What dive center did you attain your dive certifications with?

“I’ve now gained my Junior Advanced Open Water certification and I do all my certs with Gold Coast Dive Adventures.”

Are there any particular dive sites or marine species you hope to see in the future?

“All of the sharks but in particular Hammerhead Sharks…maybe in the Bahamas.  I also want to see the Coconut Octopus in either the Philippines or maybe up northern Queensland.  Oh and I want to dive with Seals (Billie said they are super playful).”

What support channels are there for families?

“There’s not a lot to be honest, though SPELD is a great place to start.  Our best find has been a small company in Brisbane called Learning Ladders which is run by an amazing and passionate woman, Kerri Wilson.  Through Learning Ladders we have been able to access all kinds of tutors that understand and specialise in helping children with learning difficulties to thrive and succeed (we can even zoom if we’re travelling so we don’t miss out).”

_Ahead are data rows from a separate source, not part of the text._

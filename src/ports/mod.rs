// Copyright 2026 Google LLC
//
// Licensed under the Apache License, Version 2.0 (the "License");
// you may not use this file except in compliance with the License.
// You may obtain a copy of the License at
//
//      http://www.apache.org/licenses/LICENSE-2.0
//
// Unless required by applicable law or agreed to in writing, software
// distributed under the License is distributed on an "AS IS" BASIS,
// WITHOUT WARRANTIES OR CONDITIONS OF ANY KIND, either express or implied.
// See the License for the specific language governing permissions and
// limitations under the License.

pub mod connection_port;
pub mod object_store_port;
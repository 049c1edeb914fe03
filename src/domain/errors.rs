// Copyright 2026 Google LLC
//
// Licensed under the Apache License, Version 2.0 (the "License");
// you may not use this file except in compliance with the License.
// You may obtain a copy of the License at
//
//      http://www.apache.org/licenses/LICENSE-2.0
//
// Unless required by applicable law or agreed to in writing, software
// distributed under the License is distributed on an "AS IS" BASIS,
// WITHOUT WARRANTIES OR CONDITIONS OF ANY KIND, either express or implied.
// See the License for the specific language governing permissions and
// limitations under the License.

//! Core error definitions for the report relay.
//!
//! Connections report failures as `AuthError` / `FetchError`, the publish stage
//! as `PublishError`. `RelayError` is the run-level error that wraps them and
//! adds configuration, empty-result and I/O failures. A `Result` alias over
//! `RelayError` is used throughout the application layer.

use std::path::PathBuf;
use thiserror::Error;

/// Credential or transport setup failures raised by `Connection::authenticate`.
#[derive(Error, Debug)]
pub enum AuthError {
    #[error("missing credential: {0}")]
    MissingCredential(String),

    #[error("invalid connection settings: {0}")]
    InvalidSettings(String),

    #[error("authentication rejected: {0}")]
    Rejected(String),

    #[error("service unreachable: {0}")]
    Unreachable(String),
}

/// Failures raised by `Connection::fetch_report`.
#[derive(Error, Debug)]
pub enum FetchError {
    #[error("missing required parameter '{0}'")]
    MissingParameter(String),

    #[error("invalid parameter '{name}': {reason}")]
    InvalidParameter { name: String, reason: String },

    #[error("authentication failed: {0}")]
    Auth(#[from] AuthError),

    #[error("transport failure: {0}")]
    Transport(String),

    #[error("upstream returned status {status}: {body}")]
    Status { status: u16, body: String },

    #[error("malformed response: {0}")]
    MalformedResponse(String),

    #[error("query failed: {0}")]
    Query(String),
}

impl FetchError {
    pub fn invalid(name: &str, reason: impl Into<String>) -> Self {
        FetchError::InvalidParameter {
            name: name.to_string(),
            reason: reason.into(),
        }
    }
}

impl From<reqwest::Error> for FetchError {
    fn from(e: reqwest::Error) -> Self {
        if e.is_decode() {
            FetchError::MalformedResponse(e.to_string())
        } else {
            FetchError::Transport(e.to_string())
        }
    }
}

/// Failures while uploading an artifact or refreshing its manifest.
#[derive(Error, Debug)]
pub enum PublishError {
    #[error("upload of '{key}' failed: {reason}")]
    Upload { key: String, reason: String },

    #[error("invalid object key '{key}': {reason}")]
    InvalidKey { key: String, reason: String },

    #[error("manifest update failed: {0}")]
    Manifest(String),

    #[error("I/O error: {0}")]
    Io(#[from] std::io::Error),
}

/// Error types encountered while loading configuration or running a report.
#[derive(Error, Debug)]
pub enum RelayError {
    #[error("Configuration error: {0}")]
    ConfigError(String),

    #[error("Fetch failed for {report}: {source}")]
    FetchError {
        report: String,
        #[source]
        source: FetchError,
    },

    #[error("No results returned for {0}")]
    EmptyResult(String),

    #[error("I/O error: {0}")]
    IoError(#[from] std::io::Error),

    #[error("CSV error: {0}")]
    CsvError(#[from] csv::Error),

    #[error("Publish failed for {report} (local artifact kept at {}): {source}", .artifact.display())]
    PublishError {
        report: String,
        artifact: PathBuf,
        #[source]
        source: PublishError,
    },

    #[error("Unknown report: {0}")]
    UnknownReport(String),
}

/// A specialized Result type for the report relay.
pub type Result<T> = std::result::Result<T, RelayError>;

How did you find out about us?

“A lot of Googling. Mum is always on the lookout for highly rated dive companies that have marine biologists in their team, that are passionate about environmental protection/advocacy and most importantly have women dive instructors (she says it’s important that as a young girl I see women doing the jobs I dream about).  And it’s harder than you think to find dive companies that are willing to have young divers on board. That’s why we chose Dive, Spear and Sport.

Evy in action on the Gold Coast

Bright Underwater Future

Evy is not a girl with Dysgraphia; she is a talented young professional diver with a very bright underwater future ahead of her. Her story is a testament to resilience, passion, and the power of overcoming challenges.